You don’t have to look far into the history of the church to find, on the one hand, those advocating a life of wealth and, on the other, a life of poverty. You will find those commending a theology of glory and a theology of the cross. “Christianity is really about feasting,” says one. “No, Christianity is really about fasting,” says another.
Paul seems to walk into that conversation and say, “Hey guys, I have done it all, and I’ve found gratitude and fullness no matter the condition.” That’s Philippians 4:11, “I have learned, in whatsoever state I am, therewith to be content.” He went through seasons of being honored, and seasons when his name was mud. He knew what it was to push back from a table and need to take a nap because the food stuck to his ribs. And he knew what it was like to run on an empty stomach. At times he had enough to share and at times he needed someone else’s stuff to keep him alive.

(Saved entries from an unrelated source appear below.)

//! ReliableChannel against the mock transport: tracked delivery, retry,
//! backoff tiers, keep-alive and subscription bookkeeping.

use std::sync::Arc;
use std::time::Duration;

use sensorlink::config::LinkConfig;
use sensorlink::error::LinkError;
use sensorlink::link::channel::{Backoff, KeepAlive, LinkState};
use sensorlink::link::pool::POOL_CAPACITY;
use sensorlink::link::topics::TopicState;
use sensorlink::link::transport::{ConnectError, QoS, TransportEvent};

use crate::mock_link::{START_MS, UID, Wire, channel_with, connected_channel, publish_ids, take_log};

fn cfg() -> LinkConfig {
    LinkConfig::default()
}

// ── Publishing ────────────────────────────────────────────────

#[test]
fn publish_while_disconnected_is_refused() {
    let (channel, shared, _clock) = channel_with(&cfg());
    assert_eq!(
        channel.publish("t", b"x", QoS::AtLeastOnce, false),
        Err(LinkError::NotConnected)
    );
    assert!(take_log(&shared).is_empty());
}

#[test]
fn qos0_is_untracked() {
    let (channel, shared, _clock) = connected_channel(&cfg());
    assert_eq!(channel.publish("t", b"x", QoS::AtMostOnce, false), Ok(None));
    assert!(channel.pool().is_empty());
    assert_eq!(
        take_log(&shared),
        vec![Wire::Publish {
            topic: "t".into(),
            payload: b"x".to_vec(),
            qos: QoS::AtMostOnce,
            dup: false,
            id: None,
        }]
    );
}

#[test]
fn qos1_tracked_until_puback() {
    let (channel, _shared, _clock) = connected_channel(&cfg());
    let id = channel
        .publish("t", b"x", QoS::AtLeastOnce, false)
        .unwrap()
        .expect("tracked publish gets an id");
    assert_ne!(id, 0);
    assert!(channel.pool().contains(id));

    channel.handle_event(TransportEvent::PubAck(id));
    assert!(channel.pool().is_empty());
}

#[test]
fn full_pool_rejects_without_writing() {
    let (channel, shared, _clock) = connected_channel(&cfg());
    for _ in 0..POOL_CAPACITY {
        channel.publish("t", b"x", QoS::AtLeastOnce, false).unwrap();
    }
    take_log(&shared);

    assert_eq!(
        channel.publish("t", b"x", QoS::AtLeastOnce, false),
        Err(LinkError::PoolFull)
    );
    assert!(take_log(&shared).is_empty(), "nothing reaches the wire");
    assert_eq!(channel.pool().len(), POOL_CAPACITY);
}

#[test]
fn ids_are_unique_among_tracked_messages() {
    let (channel, shared, _clock) = connected_channel(&cfg());
    for _ in 0..POOL_CAPACITY {
        channel.publish("t", b"x", QoS::AtLeastOnce, false).unwrap();
    }
    let mut ids = publish_ids(&take_log(&shared));
    ids.sort_unstable();
    ids.dedup();
    assert_eq!(ids.len(), POOL_CAPACITY);
    assert!(!ids.contains(&0));
}

#[test]
fn oversized_payload_is_rejected_before_write() {
    let (channel, shared, _clock) = connected_channel(&cfg());
    let big = vec![0u8; 4096];
    assert_eq!(
        channel.publish("t", &big, QoS::AtLeastOnce, false),
        Err(LinkError::PayloadTooLarge)
    );
    assert!(take_log(&shared).is_empty());
}

#[test]
fn transport_failure_leaves_pool_untouched() {
    let (channel, shared, _clock) = connected_channel(&cfg());
    shared.lock().unwrap().fail_writes = true;
    assert_eq!(
        channel.publish("t", b"x", QoS::AtLeastOnce, false),
        Err(LinkError::Transport)
    );
    assert!(channel.pool().is_empty());
}

#[test]
fn publish_waiting_past_lock_timeout_is_dropped() {
    let c = LinkConfig {
        publish_timeout_ms: 50,
        ..cfg()
    };
    let (channel, shared, _clock) = connected_channel(&c);
    shared.lock().unwrap().hold_publishes = true;

    let first = {
        let channel = Arc::clone(&channel);
        std::thread::spawn(move || channel.publish("first", b"x", QoS::AtLeastOnce, false))
    };
    while shared.lock().unwrap().held == 0 {
        std::thread::sleep(Duration::from_millis(1));
    }

    assert_eq!(
        channel.publish("second", b"y", QoS::AtLeastOnce, false),
        Err(LinkError::LockTimeout)
    );
    assert!(channel.pool().is_empty(), "nothing registered while blocked");

    shared.lock().unwrap().hold_publishes = false;
    let id = first.join().unwrap().unwrap().expect("tracked publish gets an id");
    assert_eq!(channel.pool().len(), 1);
    assert!(channel.pool().contains(id));
    let log = take_log(&shared);
    assert_eq!(log.len(), 1);
    assert!(matches!(&log[0], Wire::Publish { topic, .. } if topic == "first"));
}

#[test]
fn concurrent_publishers_get_distinct_ids() {
    let (channel, shared, _clock) = connected_channel(&cfg());
    let workers: Vec<_> = (0..4)
        .map(|_| {
            let channel = Arc::clone(&channel);
            std::thread::spawn(move || {
                (0..2)
                    .map(|_| channel.publish("t", b"x", QoS::AtLeastOnce, false).unwrap().unwrap())
                    .collect::<Vec<u16>>()
            })
        })
        .collect();
    let mut ids: Vec<u16> = workers.into_iter().flat_map(|w| w.join().unwrap()).collect();
    ids.sort_unstable();
    ids.dedup();
    assert_eq!(ids.len(), 8);
    assert_eq!(channel.pool().len(), 8);
    assert_eq!(publish_ids(&take_log(&shared)).len(), 8);
}

// ── Retry sweep ───────────────────────────────────────────────

#[test]
fn sweep_resends_with_dup_after_interval() {
    let c = cfg();
    let (channel, shared, clock) = connected_channel(&c);
    let id = channel
        .publish("t", b"x", QoS::AtLeastOnce, false)
        .unwrap()
        .unwrap();
    take_log(&shared);

    clock.advance(c.retry_interval_ms as u64 - 1);
    assert_eq!(channel.sweep(), 0, "not due yet");

    clock.advance(1);
    assert_eq!(channel.sweep(), 1);
    assert_eq!(
        take_log(&shared),
        vec![Wire::Publish {
            topic: "t".into(),
            payload: b"x".to_vec(),
            qos: QoS::AtLeastOnce,
            dup: true,
            id: Some(id),
        }]
    );
    assert_eq!(channel.pool().get(id).unwrap().publish_count, 2);
    assert_eq!(channel.resends(), 1);

    assert_eq!(channel.sweep(), 0, "rescheduled a full interval out");
}

#[test]
fn sweep_does_nothing_while_disconnected() {
    let c = cfg();
    let (channel, shared, clock) = connected_channel(&c);
    channel.publish("t", b"x", QoS::AtLeastOnce, false).unwrap();
    channel.handle_event(TransportEvent::Disconnected);
    take_log(&shared);

    clock.advance(c.retry_interval_ms as u64 * 3);
    assert_eq!(channel.sweep(), 0);
    assert_eq!(channel.pool().len(), 1, "retained for the next session");
}

#[test]
fn qos2_release_and_complete() {
    let c = cfg();
    let (channel, shared, clock) = connected_channel(&c);
    let id = channel
        .publish("t", b"x", QoS::ExactlyOnce, false)
        .unwrap()
        .unwrap();
    take_log(&shared);

    channel.handle_event(TransportEvent::PubRec(id));
    assert_eq!(take_log(&shared), vec![Wire::Release(id)]);
    assert!(channel.pool().get(id).unwrap().released);

    clock.advance(c.retry_interval_ms as u64);
    channel.sweep();
    assert_eq!(take_log(&shared), vec![Wire::Release(id)], "PUBREL resent, not the payload");

    channel.handle_event(TransportEvent::PubComp(id));
    assert!(channel.pool().is_empty());
}

#[test]
fn unknown_ack_is_ignored() {
    let (channel, _shared, _clock) = connected_channel(&cfg());
    channel.publish("t", b"x", QoS::AtLeastOnce, false).unwrap();
    channel.handle_event(TransportEvent::PubAck(999));
    assert_eq!(channel.pool().len(), 1);
}

// ── Connection lifecycle ──────────────────────────────────────

#[test]
fn connect_presents_uid_as_client_id() {
    let (channel, shared, _clock) = channel_with(&cfg());
    assert!(channel.connect());
    assert_eq!(channel.state(), LinkState::Connecting);
    assert_eq!(take_log(&shared), vec![Wire::Connect(UID.into())]);
    assert!(!channel.connect(), "already connecting");
}

#[test]
fn session_loss_uses_short_backoff() {
    let c = cfg();
    let (channel, _shared, clock) = connected_channel(&c);
    channel.handle_event(TransportEvent::Disconnected);

    assert_eq!(channel.state(), LinkState::Disconnected);
    assert_eq!(channel.backoff(), Some(Backoff::Short));
    assert_eq!(channel.retry_at(), START_MS + c.reconnect_short_ms as u64);
    assert_eq!(channel.reconnects(), 1);

    clock.advance(c.reconnect_short_ms as u64 - 1);
    assert!(!channel.connect());
    clock.advance(1);
    assert!(channel.connect());
}

#[test]
fn failed_connect_uses_long_backoff() {
    let c = cfg();
    let (channel, _shared, clock) = channel_with(&c);
    assert!(channel.connect());
    channel.handle_event(TransportEvent::ConnectFailed(ConnectError::ServerUnavailable));

    assert_eq!(channel.backoff(), Some(Backoff::Long));
    assert_eq!(channel.retry_at(), START_MS + c.reconnect_long_ms as u64);
    assert_eq!(channel.reconnects(), 0, "never established");

    clock.advance(c.reconnect_short_ms as u64);
    assert!(!channel.connect(), "short delay is not enough");
    clock.advance(c.reconnect_long_ms as u64);
    assert!(channel.connect());
}

#[test]
fn synchronous_connect_refusal_backs_off_long() {
    let (channel, shared, _clock) = channel_with(&cfg());
    shared.lock().unwrap().refuse_connect = Some(ConnectError::Refused);
    assert!(channel.connect(), "an attempt was made");
    assert_eq!(channel.state(), LinkState::Disconnected);
    assert_eq!(channel.backoff(), Some(Backoff::Long));
}

#[test]
fn close_stops_reconnecting() {
    let (channel, shared, clock) = connected_channel(&cfg());
    channel.close();
    assert_eq!(take_log(&shared), vec![Wire::Disconnect]);
    clock.advance(3_600_000);
    assert!(!channel.connect());
}

// ── Keep-alive ────────────────────────────────────────────────

#[test]
fn pings_at_half_interval_and_drops_at_full() {
    let c = cfg();
    let half = c.keepalive_ms() / 2;
    let (channel, shared, clock) = connected_channel(&c);

    clock.advance(half - 1);
    assert_eq!(channel.keepalive_check(), KeepAlive::Idle);

    clock.advance(1);
    assert_eq!(channel.keepalive_check(), KeepAlive::PingSent);
    assert_eq!(take_log(&shared), vec![Wire::Ping]);
    assert_eq!(channel.keepalive_check(), KeepAlive::Idle, "one ping per half interval");

    clock.advance(half);
    assert_eq!(channel.keepalive_check(), KeepAlive::Dropped);
    assert_eq!(take_log(&shared), vec![Wire::Disconnect]);
    assert_eq!(channel.backoff(), Some(Backoff::Short));
}

#[test]
fn inbound_traffic_keeps_link_alive() {
    let c = cfg();
    let (channel, _shared, clock) = connected_channel(&c);
    for _ in 0..4 {
        clock.advance(c.keepalive_ms() / 2 - 1);
        channel.handle_event(TransportEvent::PingResp);
        assert_eq!(channel.keepalive_check(), KeepAlive::Idle);
    }
    assert!(channel.is_connected());
}

#[test]
fn stalled_connect_times_out_after_one_interval() {
    let c = cfg();
    let (channel, _shared, clock) = channel_with(&c);
    assert!(channel.connect());
    clock.advance(c.keepalive_ms());
    assert_eq!(channel.keepalive_check(), KeepAlive::Dropped);
    assert_eq!(channel.backoff(), Some(Backoff::Long));
}

// ── Subscriptions ─────────────────────────────────────────────

#[test]
fn subscriptions_queue_until_connected() {
    let (channel, shared, _clock) = channel_with(&cfg());
    channel.subscribe("a", QoS::AtLeastOnce).unwrap();
    channel.subscribe("b", QoS::AtLeastOnce).unwrap();
    assert!(channel.connect());
    take_log(&shared);

    channel.handle_event(TransportEvent::Connected);
    let log = take_log(&shared);
    let [Wire::Subscribe { id, topics }] = log.as_slice() else {
        panic!("expected one SUBSCRIBE, got {:?}", log);
    };
    assert_eq!(topics, &["a".to_string(), "b".to_string()]);

    channel.handle_event(TransportEvent::SubAck(*id));
    assert!(channel.topics().is_subscribed("a"));
    assert!(channel.topics().is_subscribed("b"));
}

#[test]
fn unsubscribe_while_pending_subscribe() {
    let (channel, shared, _clock) = connected_channel(&cfg());
    channel.subscribe("a", QoS::AtLeastOnce).unwrap();
    let sub_id = match take_log(&shared).as_slice() {
        [Wire::Subscribe { id, .. }] => *id,
        other => panic!("unexpected {:?}", other),
    };

    channel.unsubscribe("a").unwrap();
    assert!(matches!(
        channel.topics().state_of("a"),
        Some(TopicState::PendingUnsubscribe { .. })
    ));
    let log = take_log(&shared);
    let [Wire::Unsubscribe { id: unsub_id, .. }] = log.as_slice() else {
        panic!("expected one UNSUBSCRIBE, got {:?}", log);
    };

    // The stale SUBACK must not resurrect the topic.
    channel.handle_event(TransportEvent::SubAck(sub_id));
    assert!(!channel.topics().is_subscribed("a"));
    channel.handle_event(TransportEvent::UnsubAck(*unsub_id));
    assert_eq!(channel.topics().state_of("a"), None);
}

#[test]
fn session_loss_resubscribes_on_reconnect() {
    let c = cfg();
    let (channel, shared, clock) = connected_channel(&c);
    channel.subscribe("a", QoS::AtLeastOnce).unwrap();
    let id = match take_log(&shared).as_slice() {
        [Wire::Subscribe { id, .. }] => *id,
        other => panic!("unexpected {:?}", other),
    };
    channel.handle_event(TransportEvent::SubAck(id));

    channel.handle_event(TransportEvent::Disconnected);
    assert!(!channel.topics().is_subscribed("a"));

    clock.advance(c.reconnect_short_ms as u64);
    assert!(channel.connect());
    channel.handle_event(TransportEvent::Connected);
    assert!(take_log(&shared)
        .iter()
        .any(|w| matches!(w, Wire::Subscribe { topics, .. } if topics == &["a".to_string()])));
}

#[test]
fn inbound_message_is_handed_up() {
    let (channel, _shared, _clock) = connected_channel(&cfg());
    let msg = channel
        .handle_event(TransportEvent::message("api/cmd/x", b"\x01\x00").unwrap())
        .expect("application message");
    assert_eq!(msg.topic.as_str(), "api/cmd/x");
    assert_eq!(msg.payload, b"\x01\x00");
}
//! Engine: the single entry point for inbound traffic.
//!
//! Owns the command router, the update session and the device port, and
//! shares the [`ReliableChannel`] with the retry and keep-alive tasks.
//! Every transport event read by the I/O task passes through
//! [`Engine::handle_event`]:
//!
//! ```text
//!   api/cmd/U ─────┐
//!   api/strcmd/U ──┼─▶ limiter ─▶ decode ─▶ CommandRouter ─▶ reply / action
//!                  │                                  └────▶ UpdateSession
//!   api/update ────┼─▶ UpdateSession::start
//!   api/update/U/drx/B ─▶ UpdateSession::on_data
//! ```

use core::fmt::Write;
use std::sync::Arc;

use log::{debug, info, warn};

use crate::app::ports::{Clock, DevicePort, PubSubTransport, Responder, UpdateStore};
use crate::config::LinkConfig;
use crate::error::{DecodeError, Error};
use crate::link::channel::{ChannelResponder, ReliableChannel};
use crate::link::topics::{InboundTopic, TopicNames};
use crate::link::transport::{QoS, TransportEvent};
use crate::ota::session::{Step, UpdateSession};
use crate::rpc::codec::{self, Command};
use crate::rpc::limiter::CommandLimiter;
use crate::rpc::router::{self, CommandRouter, Dispatch, ReplyValue, StatusReport};
use crate::sync::barrier::PauseBarrier;

#[derive(Debug, Clone, Copy, PartialEq, Eq)]
enum Envelope {
    Binary,
    Json,
}

pub struct Engine<T: PubSubTransport, C: Clock, S: UpdateStore, D: DevicePort> {
    channel: Arc<ReliableChannel<T, C>>,
    topics: TopicNames,
    router: CommandRouter,
    session: UpdateSession<S>,
    device: D,
    barrier: Arc<PauseBarrier>,
    limiter: CommandLimiter,
    commands: u32,
    rejected: u32,
}

impl<T, C, S, D> Engine<T, C, S, D>
where
    T: PubSubTransport,
    C: Clock,
    S: UpdateStore,
    D: DevicePort,
{
    pub fn new(
        cfg: &LinkConfig,
        uid: &str,
        channel: Arc<ReliableChannel<T, C>>,
        store: S,
        device: D,
        barrier: Arc<PauseBarrier>,
    ) -> Result<Self, Error> {
        cfg.validate()?;
        let topics = TopicNames::new(uid, cfg.board_version)?;
        Ok(Self {
            router: CommandRouter::new(uid, cfg.board_version, cfg.firmware_version),
            session: UpdateSession::new(store, cfg, &topics),
            limiter: CommandLimiter::new(cfg.command_rate_per_sec, cfg.command_burst),
            topics,
            channel,
            device,
            barrier,
            commands: 0,
            rejected: 0,
        })
    }

    /// Confirm the running image and queue the inbound subscriptions.
    /// They go out as soon as the link is up.
    pub fn start(&mut self) -> Result<(), Error> {
        match self.session.store_mut().mark_running_valid() {
            Ok(()) => info!("OTA: running image marked valid"),
            Err(e) => warn!("OTA: could not mark running image valid: {}", e),
        }
        for topic in self.topics.inbound() {
            self.channel.subscribe(topic, QoS::AtLeastOnce)?;
        }
        info!("CMD: listening on {}", self.topics.command);
        Ok(())
    }

    // ── Accessors ───────────────────────────────────────────

    pub fn channel(&self) -> &Arc<ReliableChannel<T, C>> {
        &self.channel
    }

    pub fn topics(&self) -> &TopicNames {
        &self.topics
    }

    pub fn session(&self) -> &UpdateSession<S> {
        &self.session
    }

    pub fn session_mut(&mut self) -> &mut UpdateSession<S> {
        &mut self.session
    }

    pub fn device(&self) -> &D {
        &self.device
    }

    pub fn device_mut(&mut self) -> &mut D {
        &mut self.device
    }

    pub fn commands_dispatched(&self) -> u32 {
        self.commands
    }

    pub fn commands_rejected(&self) -> u32 {
        self.rejected
    }

    pub fn status_report(&self) -> StatusReport {
        StatusReport {
            connected: self.channel.is_connected(),
            unacked: self.channel.pool().len() as u8,
            update_state: self.session.state(),
            commands: self.commands,
            rejected: self.rejected,
            resends: self.channel.resends(),
            reconnects: self.channel.reconnects(),
        }
    }

    // ── Inbound ─────────────────────────────────────────────

    /// Read and handle one transport event. Returns `false` when the
    /// transport had nothing to deliver.
    pub fn poll(&mut self) -> bool {
        match self.channel.poll() {
            Some(event) => {
                self.handle_event(event);
                true
            }
            None => false,
        }
    }

    pub fn handle_event(&mut self, event: TransportEvent) {
        if let Some(msg) = self.channel.handle_event(event) {
            self.handle_message(&msg.topic, &msg.payload);
        }
    }

    pub fn handle_message(&mut self, topic: &str, payload: &[u8]) {
        match self.topics.classify(topic) {
            InboundTopic::BinaryCommand => self.on_command(payload, Envelope::Binary),
            InboundTopic::JsonCommand => self.on_command(payload, Envelope::Json),
            InboundTopic::UpdateAnnounce => {
                info!("OTA: update announced");
                self.start_update();
            }
            InboundTopic::UpdateData => {
                let out = ChannelResponder::new(&self.channel, &self.topics.reply);
                let step = self.session.on_data(payload, &out, &self.barrier);
                self.after_step(step);
            }
            InboundTopic::Other => debug!("CMD: ignoring message on {}", topic),
        }
    }

    fn on_command(&mut self, payload: &[u8], envelope: Envelope) {
        if !self.limiter.admit() {
            self.rejected += 1;
            warn!("CMD: rate limit exceeded, command dropped");
            return;
        }

        let decoded = match envelope {
            Envelope::Binary => codec::decode_binary(payload),
            Envelope::Json => codec::decode_json(payload),
        };
        let cmd = match decoded {
            Ok(cmd) => cmd,
            Err(e) => {
                self.rejected += 1;
                warn!("CMD: rejected {:?} command: {}", envelope, e);
                if envelope == Envelope::Json {
                    self.reply_decode_error(payload, e);
                }
                return;
            }
        };
        if cmd.is_nop() {
            debug!("CMD: no-op");
            return;
        }

        self.commands += 1;
        self.dispatch(&cmd);
    }

    fn dispatch(&mut self, cmd: &Command) {
        debug!("CMD: {} ({} arg bytes)", cmd.key, cmd.args.len());
        let status = self.status_report();
        match self.router.dispatch(cmd, &mut self.device, || status) {
            Dispatch::Reply(bytes) => {
                let out = ChannelResponder::new(&self.channel, &self.topics.reply);
                if let Err(e) = out.reply(&bytes) {
                    warn!("CMD: reply to {} not sent: {}", cmd.key, e);
                }
            }
            Dispatch::StartUpdate => self.start_update(),
            Dispatch::Done | Dispatch::Ignored => {}
        }
    }

    fn reply_decode_error(&self, payload: &[u8], err: DecodeError) {
        let name = codec::json_command_name(payload);
        let mut text = heapless::String::<48>::new();
        let _ = write!(text, "{}", err);
        let bytes = router::encode_json_reply(&name, &ReplyValue::Error { error: &text });
        let out = ChannelResponder::new(&self.channel, &self.topics.reply);
        if let Err(e) = out.reply(&bytes) {
            debug!("CMD: error reply not sent: {}", e);
        }
    }

    fn start_update(&mut self) {
        let out = ChannelResponder::new(&self.channel, &self.topics.reply);
        let step = self.session.start(&out, &self.barrier);
        self.after_step(step);
    }

    fn after_step(&mut self, step: Step) {
        match step {
            Step::RestartRequired => {
                info!("OTA: restarting into new image");
                self.device.restart();
            }
            Step::Aborted(e) => debug!("OTA: session ended: {}", e),
            Step::Rejected(e) => debug!("OTA: start rejected: {}", e),
            Step::Continue | Step::Ignored => {}
        }
    }
}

Now, what do you do with a guy who is really good in all situations? He can’t be manipulated. He can’t be thrown off course. Find a man who only knows how to abound. Well, good on him. But what is going to happen to him if God tests him like Job and he loses everything. Come to find out, he’s an abounding man who is weak.
The poor man says, “Yeah, that’s right. Poverty is where it’s at.” But take that poor man who only knows how to be in need. What happens to him when the Lord opens up the windows of heaven on him, and he has not room to store so much bread and wine? He breaks under the pressure of all those heavy material blessings and the responsibility that comes with them.
What is the solution? We must know how to hustle joyfully and gratefully when we are full and when we are hungry. How do you do that? Well, you can do all things through Christ who strengthens you.